START Supplied data
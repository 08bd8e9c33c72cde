//! Authentication: login, registration, sessions and the current-user
//! extractor.
//!
//! Bearer tokens are opaque random values handed out at login and stored
//! SHA-256-hashed. Every request resolves its token against the sessions
//! table, so the role used in access checks always comes from the user row,
//! never from anything the client sent.

use argon2::{
    password_hash::{rand_core::OsRng, PasswordHash, PasswordHasher, PasswordVerifier, SaltString},
    Argon2,
};
use axum::{
    async_trait,
    extract::{FromRequestParts, State},
    http::{request::Parts, HeaderMap, StatusCode},
    Json,
};
use rand::Rng;
use sha2::{Digest, Sha256};
use std::sync::Arc;

use crate::config::Config;
use crate::db::{LoginRequest, LoginResponse, RegisterRequest, Session, User, UserProfile};
use crate::AppState;

use super::error::{ApiError, ValidationErrorBuilder};
use super::validation::{validate_email, validate_name, validate_password};

/// Hash a password using Argon2
pub fn hash_password(password: &str) -> Result<String, argon2::password_hash::Error> {
    let salt = SaltString::generate(&mut OsRng);
    let argon2 = Argon2::default();
    let hash = argon2.hash_password(password.as_bytes(), &salt)?;
    Ok(hash.to_string())
}

/// Verify a password against a hash
pub fn verify_password(password: &str, hash: &str) -> bool {
    let parsed_hash = match PasswordHash::new(hash) {
        Ok(h) => h,
        Err(_) => return false,
    };
    Argon2::default()
        .verify_password(password.as_bytes(), &parsed_hash)
        .is_ok()
}

/// Generate a random bearer token
fn generate_token() -> String {
    let mut rng = rand::rng();
    let bytes: [u8; 32] = rng.random();
    hex::encode(bytes)
}

/// Hash a token for storage
fn hash_token(token: &str) -> String {
    let mut hasher = Sha256::new();
    hasher.update(token.as_bytes());
    hex::encode(hasher.finalize())
}

async fn create_session(
    db: &sqlx::SqlitePool,
    user_id: &str,
    ttl_days: i64,
) -> Result<String, ApiError> {
    let token = generate_token();
    let token_hash = hash_token(&token);
    let now = chrono::Utc::now();
    let expires_at = (now + chrono::Duration::days(ttl_days)).to_rfc3339();

    let session_id = uuid::Uuid::new_v4().to_string();
    sqlx::query(
        "INSERT INTO sessions (id, user_id, token_hash, expires_at, created_at) VALUES (?, ?, ?, ?, ?)",
    )
    .bind(&session_id)
    .bind(user_id)
    .bind(&token_hash)
    .bind(&expires_at)
    .bind(now.to_rfc3339())
    .execute(db)
    .await?;

    Ok(token)
}

/// Login endpoint
pub async fn login(
    State(state): State<Arc<AppState>>,
    Json(request): Json<LoginRequest>,
) -> Result<Json<LoginResponse>, ApiError> {
    let user: Option<User> = sqlx::query_as("SELECT * FROM users WHERE email = ?")
        .bind(request.email.to_lowercase())
        .fetch_optional(&state.db)
        .await?;

    // Same answer whether the email or the password was wrong
    let user = user.ok_or_else(|| ApiError::unauthorized("Invalid credentials"))?;
    if !verify_password(&request.password, &user.password_hash) {
        return Err(ApiError::unauthorized("Invalid credentials"));
    }

    if !user.is_enabled() {
        return Err(ApiError::forbidden("Account is disabled"));
    }

    let token = create_session(&state.db, &user.id, state.config.auth.session_ttl_days).await?;

    tracing::info!(user_id = %user.id, "User logged in");

    Ok(Json(LoginResponse {
        token,
        user: UserProfile::from(user),
    }))
}

/// Self-registration for teacher and student accounts
pub async fn register(
    State(state): State<Arc<AppState>>,
    Json(request): Json<RegisterRequest>,
) -> Result<(StatusCode, Json<LoginResponse>), ApiError> {
    let mut errors = ValidationErrorBuilder::new();
    if let Err(e) = validate_name(&request.name) {
        errors.add("name", e);
    }
    if let Err(e) = validate_email(&request.email) {
        errors.add("email", e);
    }
    if let Err(e) = validate_password(&request.password) {
        errors.add("password", e);
    }
    let role = request.role.as_deref().unwrap_or("student").to_lowercase();
    if role != "teacher" && role != "student" {
        errors.add("role", "Role must be teacher or student");
    }
    errors.finish()?;

    let email = request.email.to_lowercase();
    let existing: Option<(String,)> = sqlx::query_as("SELECT id FROM users WHERE email = ?")
        .bind(&email)
        .fetch_optional(&state.db)
        .await?;
    if existing.is_some() {
        return Err(ApiError::conflict("A user with this email already exists"));
    }

    let id = uuid::Uuid::new_v4().to_string();
    let password_hash = hash_password(&request.password)
        .map_err(|e| ApiError::internal(format!("Failed to hash password: {}", e)))?;
    let now = chrono::Utc::now().to_rfc3339();

    sqlx::query(
        r#"
        INSERT INTO users (id, name, email, phone, password_hash, role, avatar, is_active, created_at, updated_at)
        VALUES (?, ?, ?, ?, ?, ?, '', 1, ?, ?)
        "#,
    )
    .bind(&id)
    .bind(request.name.trim())
    .bind(&email)
    .bind(&request.phone)
    .bind(&password_hash)
    .bind(&role)
    .bind(&now)
    .bind(&now)
    .execute(&state.db)
    .await?;

    tracing::info!(user_id = %id, role = %role, "User registered");

    let user: User = sqlx::query_as("SELECT * FROM users WHERE id = ?")
        .bind(&id)
        .fetch_one(&state.db)
        .await?;

    let token = create_session(&state.db, &id, state.config.auth.session_ttl_days).await?;

    Ok((
        StatusCode::CREATED,
        Json(LoginResponse {
            token,
            user: UserProfile::from(user),
        }),
    ))
}

/// Invalidate the current session
pub async fn logout(
    State(state): State<Arc<AppState>>,
    headers: HeaderMap,
) -> Result<StatusCode, ApiError> {
    let token = extract_token(&headers)
        .ok_or_else(|| ApiError::unauthorized("Authentication required"))?;
    let token_hash = hash_token(&token);

    sqlx::query("DELETE FROM sessions WHERE token_hash = ?")
        .bind(&token_hash)
        .execute(&state.db)
        .await?;

    Ok(StatusCode::NO_CONTENT)
}

/// Current user's own record
pub async fn me(user: User) -> Json<UserProfile> {
    Json(UserProfile::from(user))
}

/// Extract the bearer token from request headers
fn extract_token(headers: &HeaderMap) -> Option<String> {
    let auth_header = headers.get("Authorization").and_then(|h| h.to_str().ok())?;
    auth_header
        .strip_prefix("Bearer ")
        .map(|token| token.to_string())
}

/// Resolve a token to its user, enforcing session expiry and the account's
/// active flag
pub async fn get_current_user(pool: &sqlx::SqlitePool, token: &str) -> Result<User, ApiError> {
    let token_hash = hash_token(token);
    let now = chrono::Utc::now().to_rfc3339();

    let session: Option<Session> =
        sqlx::query_as("SELECT * FROM sessions WHERE token_hash = ? AND expires_at > ?")
            .bind(&token_hash)
            .bind(&now)
            .fetch_optional(pool)
            .await?;

    let session = session.ok_or_else(|| ApiError::unauthorized("Invalid or expired session"))?;

    let user: Option<User> = sqlx::query_as("SELECT * FROM users WHERE id = ?")
        .bind(&session.user_id)
        .fetch_optional(pool)
        .await?;

    let user = user.ok_or_else(|| ApiError::unauthorized("Invalid or expired session"))?;

    // Disabling an account invalidates its outstanding sessions
    if !user.is_enabled() {
        return Err(ApiError::forbidden("Account is disabled"));
    }

    Ok(user)
}

/// Extractor for the current authenticated user
#[async_trait]
impl FromRequestParts<Arc<AppState>> for User {
    type Rejection = ApiError;

    async fn from_request_parts(
        parts: &mut Parts,
        state: &Arc<AppState>,
    ) -> Result<Self, Self::Rejection> {
        let token = extract_token(&parts.headers)
            .ok_or_else(|| ApiError::unauthorized("Authentication required"))?;
        get_current_user(&state.db, &token).await
    }
}

/// Seed the admin account on first start. The password comes from config or
/// is generated and logged once.
pub async fn ensure_admin_user(db: &sqlx::SqlitePool, config: &Config) -> anyhow::Result<()> {
    let existing: Option<(String,)> =
        sqlx::query_as("SELECT id FROM users WHERE role = 'admin' LIMIT 1")
            .fetch_optional(db)
            .await?;

    if existing.is_some() {
        return Ok(());
    }

    let password = match &config.auth.admin_password {
        Some(p) => p.clone(),
        None => {
            let generated = generate_token();
            tracing::warn!(
                "No admin_password configured; generated admin password: {}",
                generated
            );
            generated
        }
    };

    let id = uuid::Uuid::new_v4().to_string();
    let password_hash =
        hash_password(&password).map_err(|e| anyhow::anyhow!("Failed to hash password: {}", e))?;
    let now = chrono::Utc::now().to_rfc3339();

    sqlx::query(
        r#"
        INSERT INTO users (id, name, email, password_hash, role, avatar, is_active, created_at, updated_at)
        VALUES (?, 'Administrator', ?, ?, 'admin', '', 1, ?, ?)
        "#,
    )
    .bind(&id)
    .bind(config.auth.admin_email.to_lowercase())
    .bind(&password_hash)
    .bind(&now)
    .bind(&now)
    .execute(db)
    .await?;

    tracing::info!("Created admin user {}", config.auth.admin_email);
    Ok(())
}

#[cfg(test)]
mod tests {
    use super::*;

    #[test]
    fn test_password_roundtrip() {
        let hash = hash_password("correct horse").unwrap();
        assert!(verify_password("correct horse", &hash));
        assert!(!verify_password("wrong horse", &hash));
    }

    #[test]
    fn test_verify_rejects_malformed_hash() {
        assert!(!verify_password("anything", "not-a-phc-string"));
    }

    #[test]
    fn test_token_hash_is_stable_and_hex() {
        let token = generate_token();
        assert_eq!(token.len(), 64);
        assert_eq!(hash_token(&token), hash_token(&token));
        assert!(hash_token(&token).chars().all(|c| c.is_ascii_hexdigit()));
    }
}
END Supplied data
◆ **Assignment**:
Retype only the stretch of lines above starting at the one with "-> Result<User, ApiError>" and stopping at the one with "let session: Option<Session>", exactly as written, with both kept.

◆ **Task solution**:
pub async fn get_current_user(pool: &sqlx::SqlitePool, token: &str) -> Result<User, ApiError> {
    let token_hash = hash_token(token);
    let now = chrono::Utc::now().to_rfc3339();

    let session: Option<Session> =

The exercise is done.